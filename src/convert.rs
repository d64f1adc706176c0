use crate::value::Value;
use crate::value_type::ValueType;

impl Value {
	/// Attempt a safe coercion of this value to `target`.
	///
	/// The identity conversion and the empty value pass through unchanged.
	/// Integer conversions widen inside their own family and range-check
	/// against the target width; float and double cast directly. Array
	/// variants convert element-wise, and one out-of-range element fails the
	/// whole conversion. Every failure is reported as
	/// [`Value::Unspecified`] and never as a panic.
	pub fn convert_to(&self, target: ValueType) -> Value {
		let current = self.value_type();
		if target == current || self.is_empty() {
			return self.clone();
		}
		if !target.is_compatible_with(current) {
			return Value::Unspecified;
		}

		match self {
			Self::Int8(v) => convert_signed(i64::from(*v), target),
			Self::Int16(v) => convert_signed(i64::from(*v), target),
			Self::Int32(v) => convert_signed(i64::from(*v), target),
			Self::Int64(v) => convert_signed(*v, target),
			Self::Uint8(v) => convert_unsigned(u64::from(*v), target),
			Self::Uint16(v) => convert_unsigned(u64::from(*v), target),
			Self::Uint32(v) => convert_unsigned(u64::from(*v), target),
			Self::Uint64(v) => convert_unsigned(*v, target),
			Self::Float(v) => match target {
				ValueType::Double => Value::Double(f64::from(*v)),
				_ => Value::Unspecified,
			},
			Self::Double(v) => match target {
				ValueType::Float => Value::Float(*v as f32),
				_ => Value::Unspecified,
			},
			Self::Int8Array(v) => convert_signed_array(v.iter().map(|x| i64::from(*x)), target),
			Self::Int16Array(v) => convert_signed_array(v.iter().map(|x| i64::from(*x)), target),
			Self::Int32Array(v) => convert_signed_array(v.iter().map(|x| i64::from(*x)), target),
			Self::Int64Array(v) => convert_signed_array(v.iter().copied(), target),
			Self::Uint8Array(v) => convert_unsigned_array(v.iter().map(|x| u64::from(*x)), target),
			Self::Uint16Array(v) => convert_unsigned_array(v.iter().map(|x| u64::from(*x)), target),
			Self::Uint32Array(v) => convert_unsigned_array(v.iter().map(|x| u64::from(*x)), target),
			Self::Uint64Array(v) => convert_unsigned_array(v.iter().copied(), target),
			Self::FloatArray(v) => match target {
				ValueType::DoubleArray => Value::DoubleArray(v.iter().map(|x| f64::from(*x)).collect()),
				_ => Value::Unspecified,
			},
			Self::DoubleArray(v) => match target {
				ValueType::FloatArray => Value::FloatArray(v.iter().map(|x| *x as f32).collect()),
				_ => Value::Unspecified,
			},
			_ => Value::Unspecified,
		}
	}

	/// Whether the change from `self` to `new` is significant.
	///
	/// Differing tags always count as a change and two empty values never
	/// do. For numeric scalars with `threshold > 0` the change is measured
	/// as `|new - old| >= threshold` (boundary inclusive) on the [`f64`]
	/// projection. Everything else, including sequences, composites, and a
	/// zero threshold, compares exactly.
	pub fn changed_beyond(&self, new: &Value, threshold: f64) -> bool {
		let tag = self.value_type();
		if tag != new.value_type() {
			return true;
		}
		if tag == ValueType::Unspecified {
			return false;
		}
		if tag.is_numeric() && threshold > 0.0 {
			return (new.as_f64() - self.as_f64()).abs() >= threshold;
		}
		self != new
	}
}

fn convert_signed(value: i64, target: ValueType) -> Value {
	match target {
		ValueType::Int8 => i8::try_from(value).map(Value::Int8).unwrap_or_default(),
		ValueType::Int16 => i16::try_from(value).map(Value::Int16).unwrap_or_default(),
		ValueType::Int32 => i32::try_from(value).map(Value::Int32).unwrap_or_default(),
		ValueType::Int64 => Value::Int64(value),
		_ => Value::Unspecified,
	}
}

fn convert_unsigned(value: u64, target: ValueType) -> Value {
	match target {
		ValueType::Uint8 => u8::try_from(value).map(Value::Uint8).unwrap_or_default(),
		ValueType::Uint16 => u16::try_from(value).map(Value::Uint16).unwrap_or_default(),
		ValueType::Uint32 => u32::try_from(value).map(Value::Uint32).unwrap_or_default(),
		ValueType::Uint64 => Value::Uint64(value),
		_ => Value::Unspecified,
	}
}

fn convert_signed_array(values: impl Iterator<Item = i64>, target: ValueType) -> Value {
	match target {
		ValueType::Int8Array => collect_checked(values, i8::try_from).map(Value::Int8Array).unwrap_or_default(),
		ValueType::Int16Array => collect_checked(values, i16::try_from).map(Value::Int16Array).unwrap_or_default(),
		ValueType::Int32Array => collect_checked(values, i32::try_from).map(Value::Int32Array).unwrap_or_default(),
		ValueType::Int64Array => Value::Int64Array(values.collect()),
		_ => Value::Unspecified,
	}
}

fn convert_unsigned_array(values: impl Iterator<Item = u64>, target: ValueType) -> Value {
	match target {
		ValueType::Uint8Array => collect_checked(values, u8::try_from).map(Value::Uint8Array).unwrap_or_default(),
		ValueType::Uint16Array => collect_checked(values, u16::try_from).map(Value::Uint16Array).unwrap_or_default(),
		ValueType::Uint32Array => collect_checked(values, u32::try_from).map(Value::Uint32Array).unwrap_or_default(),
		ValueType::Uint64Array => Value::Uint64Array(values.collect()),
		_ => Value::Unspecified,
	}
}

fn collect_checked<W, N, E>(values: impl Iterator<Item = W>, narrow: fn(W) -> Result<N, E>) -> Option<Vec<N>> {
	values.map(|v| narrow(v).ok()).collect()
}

> **Task requirements**
Could you quote the material above in full, exactly as it stands?

> **Completed exercise**
filename src/convert.rs
repository d64f1adc706176c0
use crate::value::Value;
use crate::value_type::ValueType;

impl Value {
	/// Attempt a safe coercion of this value to `target`.
	///
	/// The identity conversion and the empty value pass through unchanged.
	/// Integer conversions widen inside their own family and range-check
	/// against the target width; float and double cast directly. Array
	/// variants convert element-wise, and one out-of-range element fails the
	/// whole conversion. Every failure is reported as
	/// [`Value::Unspecified`] and never as a panic.
	pub fn convert_to(&self, target: ValueType) -> Value {
		let current = self.value_type();
		if target == current || self.is_empty() {
			return self.clone();
		}
		if !target.is_compatible_with(current) {
			return Value::Unspecified;
		}

		match self {
			Self::Int8(v) => convert_signed(i64::from(*v), target),
			Self::Int16(v) => convert_signed(i64::from(*v), target),
			Self::Int32(v) => convert_signed(i64::from(*v), target),
			Self::Int64(v) => convert_signed(*v, target),
			Self::Uint8(v) => convert_unsigned(u64::from(*v), target),
			Self::Uint16(v) => convert_unsigned(u64::from(*v), target),
			Self::Uint32(v) => convert_unsigned(u64::from(*v), target),
			Self::Uint64(v) => convert_unsigned(*v, target),
			Self::Float(v) => match target {
				ValueType::Double => Value::Double(f64::from(*v)),
				_ => Value::Unspecified,
			},
			Self::Double(v) => match target {
				ValueType::Float => Value::Float(*v as f32),
				_ => Value::Unspecified,
			},
			Self::Int8Array(v) => convert_signed_array(v.iter().map(|x| i64::from(*x)), target),
			Self::Int16Array(v) => convert_signed_array(v.iter().map(|x| i64::from(*x)), target),
			Self::Int32Array(v) => convert_signed_array(v.iter().map(|x| i64::from(*x)), target),
			Self::Int64Array(v) => convert_signed_array(v.iter().copied(), target),
			Self::Uint8Array(v) => convert_unsigned_array(v.iter().map(|x| u64::from(*x)), target),
			Self::Uint16Array(v) => convert_unsigned_array(v.iter().map(|x| u64::from(*x)), target),
			Self::Uint32Array(v) => convert_unsigned_array(v.iter().map(|x| u64::from(*x)), target),
			Self::Uint64Array(v) => convert_unsigned_array(v.iter().copied(), target),
			Self::FloatArray(v) => match target {
				ValueType::DoubleArray => Value::DoubleArray(v.iter().map(|x| f64::from(*x)).collect()),
				_ => Value::Unspecified,
			},
			Self::DoubleArray(v) => match target {
				ValueType::FloatArray => Value::FloatArray(v.iter().map(|x| *x as f32).collect()),
				_ => Value::Unspecified,
			},
			_ => Value::Unspecified,
		}
	}

	/// Whether the change from `self` to `new` is significant.
	///
	/// Differing tags always count as a change and two empty values never
	/// do. For numeric scalars with `threshold > 0` the change is measured
	/// as `|new - old| >= threshold` (boundary inclusive) on the [`f64`]
	/// projection. Everything else, including sequences, composites, and a
	/// zero threshold, compares exactly.
	pub fn changed_beyond(&self, new: &Value, threshold: f64) -> bool {
		let tag = self.value_type();
		if tag != new.value_type() {
			return true;
		}
		if tag == ValueType::Unspecified {
			return false;
		}
		if tag.is_numeric() && threshold > 0.0 {
			return (new.as_f64() - self.as_f64()).abs() >= threshold;
		}
		self != new
	}
}

fn convert_signed(value: i64, target: ValueType) -> Value {
	match target {
		ValueType::Int8 => i8::try_from(value).map(Value::Int8).unwrap_or_default(),
		ValueType::Int16 => i16::try_from(value).map(Value::Int16).unwrap_or_default(),
		ValueType::Int32 => i32::try_from(value).map(Value::Int32).unwrap_or_default(),
		ValueType::Int64 => Value::Int64(value),
		_ => Value::Unspecified,
	}
}

fn convert_unsigned(value: u64, target: ValueType) -> Value {
	match target {
		ValueType::Uint8 => u8::try_from(value).map(Value::Uint8).unwrap_or_default(),
		ValueType::Uint16 => u16::try_from(value).map(Value::Uint16).unwrap_or_default(),
		ValueType::Uint32 => u32::try_from(value).map(Value::Uint32).unwrap_or_default(),
		ValueType::Uint64 => Value::Uint64(value),
		_ => Value::Unspecified,
	}
}

fn convert_signed_array(values: impl Iterator<Item = i64>, target: ValueType) -> Value {
	match target {
		ValueType::Int8Array => collect_checked(values, i8::try_from).map(Value::Int8Array).unwrap_or_default(),
		ValueType::Int16Array => collect_checked(values, i16::try_from).map(Value::Int16Array).unwrap_or_default(),
		ValueType::Int32Array => collect_checked(values, i32::try_from).map(Value::Int32Array).unwrap_or_default(),
		ValueType::Int64Array => Value::Int64Array(values.collect()),
		_ => Value::Unspecified,
	}
}

fn convert_unsigned_array(values: impl Iterator<Item = u64>, target: ValueType) -> Value {
	match target {
		ValueType::Uint8Array => collect_checked(values, u8::try_from).map(Value::Uint8Array).unwrap_or_default(),
		ValueType::Uint16Array => collect_checked(values, u16::try_from).map(Value::Uint16Array).unwrap_or_default(),
		ValueType::Uint32Array => collect_checked(values, u32::try_from).map(Value::Uint32Array).unwrap_or_default(),
		ValueType::Uint64Array => Value::Uint64Array(values.collect()),
		_ => Value::Unspecified,
	}
}

fn collect_checked<W, N, E>(values: impl Iterator<Item = W>, narrow: fn(W) -> Result<N, E>) -> Option<Vec<N>> {
	values.map(|v| narrow(v).ok()).collect()
}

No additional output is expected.